LangChain Output Parsers: Parse LLM Responses (Complete Guide)
When you ask an LLM a question, you get back raw text. Output parsers transform that raw text into structured, usable data like JSON, lists, or custom objects.
What is an Output Parser?
An output parser takes unstructured LLM output and converts it into structured data:
LLM Output (raw text):
"The weather is sunny with a temperature of 72°F and 30% humidity"
↓
[Output Parser]
↓
Structured Data:
{
"weather": "sunny",
"temperature": 72,
"humidity": 30
}
Why You Need Output Parsers
Without Output Parsers
response = llm.predict("List 3 fruits")
# Returns: "Here are three fruits:\n1. Apple\n2. Banana\n3. Orange"
# Parsing manually (error-prone)
lines = response.split('\n')
fruits = [line.split('. ')[1] for line in lines if '. ' in line]

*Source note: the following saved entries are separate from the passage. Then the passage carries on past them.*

//! Object 12 (WLAN Connectivity), grounded on `ig60_wlan.py`: one
//! dynamic instance per saved NetworkManager profile named
//! `lwm2m_conn_<instance>`. A resource write marks the instance dirty
//! and a command-channel driver pushes the whole profile back to the
//! store (NetworkManager has no per-field update verb, only whole
//! replace), POST creates a new profile, DELETE removes it and signals
//! topology change, and the status resource is derived from
//! `autoconnect` plus whether the connection is presently up.

use std::collections::BTreeMap;
use std::sync::Arc;

use lwm2m_core::Value;
use tokio::sync::mpsc;

use crate::collaborators::wifi::{WifiProfile, WifiProfileStore};
use crate::tree::base_object::BaseObject;
use crate::tree::instance::ObjectInstance;
use crate::tree::observe::Notifier;
use crate::tree::resource::{Resource, SingleResource};
use crate::tree::Tree;

pub const OBJECT_ID: u16 = 12;

pub const RES_ENABLE: u16 = 0;
pub const RES_STATUS: u16 = 1;
pub const RES_IFNAME: u16 = 2;
pub const RES_BSSID: u16 = 3;
pub const RES_SSID: u16 = 4;
pub const RES_MODE: u16 = 5;
pub const RES_CHANNEL: u16 = 6;
pub const RES_STANDARD: u16 = 7;
pub const RES_AUTH_MODE: u16 = 8;
pub const RES_WPA_KEY_PHRASE: u16 = 9;

pub const STATUS_DISABLED: i64 = 0;
pub const STATUS_UP: i64 = 1;
pub const STATUS_ERROR: i64 = 2;

pub const MODE_CLIENT: i64 = 0;
pub const STANDARD_80211_AC: i64 = 4;
pub const AUTH_MODE_OPEN: i64 = 0;
pub const AUTH_MODE_PSK: i64 = 1;

pub const WLAN_INTERFACE: &str = "wlan0";

pub enum Command {
    Modified(u32),
    Deleted(u32),
}

fn instance_from_profile(id: u32, profile: &WifiProfile, bssid: Option<[u8; 6]>) -> ObjectInstance {
    let mut inst = ObjectInstance::new();
    inst.insert(
        RES_IFNAME,
        Resource::Single(SingleResource::new(Value::String(profile.interface.clone()))),
    );
    inst.insert(
        RES_ENABLE,
        Resource::Single(SingleResource::new(Value::Boolean(profile.enabled))),
    );
    inst.insert(RES_STATUS, Resource::Single(SingleResource::new(Value::Integer(STATUS_DISABLED))));
    inst.insert(
        RES_BSSID,
        Resource::Single(SingleResource::new(Value::String(
            bssid.map(format_mac).unwrap_or_default(),
        ))),
    );
    inst.insert(RES_SSID, Resource::Single(SingleResource::new(Value::String(profile.ssid.clone()))));
    inst.insert(RES_MODE, Resource::Single(SingleResource::new(Value::Integer(MODE_CLIENT))));
    inst.insert(
        RES_CHANNEL,
        Resource::Single(SingleResource::new(Value::Integer(profile.channel as i64))),
    );
    inst.insert(
        RES_STANDARD,
        Resource::Single(SingleResource::new(Value::Integer(STANDARD_80211_AC))),
    );
    inst.insert(
        RES_AUTH_MODE,
        Resource::Single(SingleResource::new(Value::Integer(if profile.psk_auth {
            AUTH_MODE_PSK
        } else {
            AUTH_MODE_OPEN
        }))),
    );
    inst.insert(
        RES_WPA_KEY_PHRASE,
        Resource::Single(SingleResource::new(Value::String(profile.psk.clone()))),
    );
    let _ = id;
    inst
}

fn format_mac(mac: [u8; 6]) -> String {
    mac.iter().map(|b| format!("{b:02x}")).collect::<Vec<_>>().join(":")
}

/// Reads a profile's resources back into the `WifiProfile` shape the
/// store wants, mirroring `get_nm_connection_settings`.
pub fn profile_from_instance(inst: &ObjectInstance) -> WifiProfile {
    WifiProfile {
        interface: inst
            .get(RES_IFNAME)
            .and_then(|r| r.read_single().ok())
            .and_then(|v| v.as_str().map(str::to_string))
            .unwrap_or_else(|| WLAN_INTERFACE.to_string()),
        enabled: inst
            .get(RES_ENABLE)
            .and_then(|r| r.read_single().ok())
            .and_then(|v| v.as_bool())
            .unwrap_or(false),
        ssid: inst
            .get(RES_SSID)
            .and_then(|r| r.read_single().ok())
            .and_then(|v| v.as_str().map(str::to_string))
            .unwrap_or_default(),
        channel: inst
            .get(RES_CHANNEL)
            .and_then(|r| r.read_single().ok())
            .and_then(|v| v.as_integer())
            .unwrap_or(0) as u16,
        psk_auth: inst
            .get(RES_AUTH_MODE)
            .and_then(|r| r.read_single().ok())
            .and_then(|v| v.as_integer())
            == Some(AUTH_MODE_PSK),
        psk: inst
            .get(RES_WPA_KEY_PHRASE)
            .and_then(|r| r.read_single().ok())
            .and_then(|v| v.as_str().map(str::to_string))
            .unwrap_or_default(),
    }
}

async fn with_write_hooks(mut inst: ObjectInstance, id: u32, tx: mpsc::UnboundedSender<Command>) -> ObjectInstance {
    for res_id in [
        RES_ENABLE,
        RES_IFNAME,
        RES_SSID,
        RES_MODE,
        RES_CHANNEL,
        RES_AUTH_MODE,
        RES_WPA_KEY_PHRASE,
    ] {
        if let Some(resource) = inst.get_mut(res_id) {
            if let Resource::Single(single) = resource {
                // `SingleResource` hooks are set at construction, so
                // rebuild this resource with its write hook attached.
                let current = single.read();
                let tx = tx.clone();
                *resource = Resource::Single(SingleResource::new(current).with_write_hook(Box::new(move |_value| {
                    let _ = tx.send(Command::Modified(id));
                    Ok(())
                })));
            }
        }
    }
    inst
}

/// Populates the base object from every saved profile on `wlan0` at
/// startup.
pub async fn new_base_object(
    store: Arc<dyn WifiProfileStore>,
    tx: mpsc::UnboundedSender<Command>,
    topology_notify: Arc<tokio::sync::Notify>,
) -> BaseObject {
    let mut instances = BTreeMap::new();
    for instance_id in store.list_profiles(WLAN_INTERFACE).await {
        if let Some(profile) = store.read_profile(instance_id).await {
            let bssid = store.hw_addr(&profile.interface).await;
            let inst = instance_from_profile(instance_id, &profile, bssid);
            let inst = with_write_hooks(inst, instance_id, tx.clone()).await;
            instances.insert(instance_id, inst);
        }
    }

    let factory = Box::new(ObjectInstance::new);
    let hook_notify = Arc::clone(&topology_notify);
    BaseObject::dynamic_object(
        instances,
        factory,
        Box::new(move || {
            hook_notify.notify_waiters();
        }),
    )
}

/// Drives profile persistence: re-reads the dirtied instance's
/// resources and pushes the whole profile to the store, since NM has
/// no field-level update verb.
pub async fn run(
    tree: Arc<tokio::sync::Mutex<Tree>>,
    notifier: Arc<Notifier>,
    mut rx: mpsc::UnboundedReceiver<Command>,
    store: Arc<dyn WifiProfileStore>,
) {
    while let Some(cmd) = rx.recv().await {
        match cmd {
            Command::Modified(id) => {
                let profile = {
                    let guard = tree.lock().await;
                    guard.object(OBJECT_ID).and_then(|base| base.get(id)).map(profile_from_instance)
                };
                if let Some(profile) = profile {
                    if !store.write_profile(id, &profile).await {
                        tracing::warn!(instance = id, "failed to push a WLAN profile write to NetworkManager");
                    }
                    refresh_status(&tree, &notifier, &store, id).await;
                }
            }
            Command::Deleted(id) => {
                let _ = store.delete_profile(id).await;
            }
        }
    }
}

async fn refresh_status(tree: &tokio::sync::Mutex<Tree>, notifier: &Notifier, store: &Arc<dyn WifiProfileStore>, id: u32) {
    let enabled_and_active = {
        let guard = tree.lock().await;
        guard
            .object(OBJECT_ID)
            .and_then(|base| base.get(id))
            .and_then(|inst| inst.get(RES_ENABLE))
            .and_then(|r| r.read_single().ok())
            .and_then(|v| v.as_bool())
            .unwrap_or(false)
    };
    let status = if !enabled_and_active {
        STATUS_DISABLED
    } else if store.is_connection_active(id).await {
        STATUS_UP
    } else {
        STATUS_ERROR
    };

    let mut guard = tree.lock().await;
    if let Some(base) = guard.object_mut(OBJECT_ID) {
        if let Some(inst) = base.get_mut(id) {
            if let Some(r) = inst.get_mut(RES_STATUS) {
                let _ = r.write_single(Value::Integer(status));
            }
        }
    }
    notifier.notify_resource_changed(&guard, OBJECT_ID, id, RES_STATUS).await;
}

#[cfg(test)]
mod tests {
    use super::*;

    fn sample_profile() -> WifiProfile {
        WifiProfile {
            interface: WLAN_INTERFACE.to_string(),
            enabled: true,
            ssid: "guest".to_string(),
            channel: 6,
            psk_auth: true,
            psk: "hunter2".to_string(),
        }
    }

    #[test]
    fn instance_round_trips_through_profile_conversion() {
        let inst = instance_from_profile(0, &sample_profile(), None);
        let profile = profile_from_instance(&inst);
        assert_eq!(profile, sample_profile());
    }

    #[test]
    fn bssid_formats_as_colon_separated_hex() {
        let inst = instance_from_profile(0, &sample_profile(), Some([0x00, 0x11, 0x22, 0x33, 0x44, 0x55]));
        assert_eq!(
            inst.get(RES_BSSID).unwrap().read_single().unwrap(),
            Value::String("00:11:22:33:44:55".to_string())
        );
    }
}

# Fragile - breaks if LLM changes format slightly
With Output Parsers
from langchain.output_parsers import CommaSeparatedListOutputParser
parser = CommaSeparatedListOutputParser()
prompt = PromptTemplate(
template="List 3 fruits: {format_instructions}",
input_variables=[],
partial_variables={"format_instructions": parser.get_format_instructions()}
)
response = llm.predict(prompt.format())
fruits = parser.parse(response)
# Returns: ["Apple", "Banana", "Orange"]
# Robust - works consistently
Built-in Output Parsers
1. CommaSeparatedListOutputParser
from langchain.output_parsers import CommaSeparatedListOutputParser
parser = CommaSeparatedListOutputParser()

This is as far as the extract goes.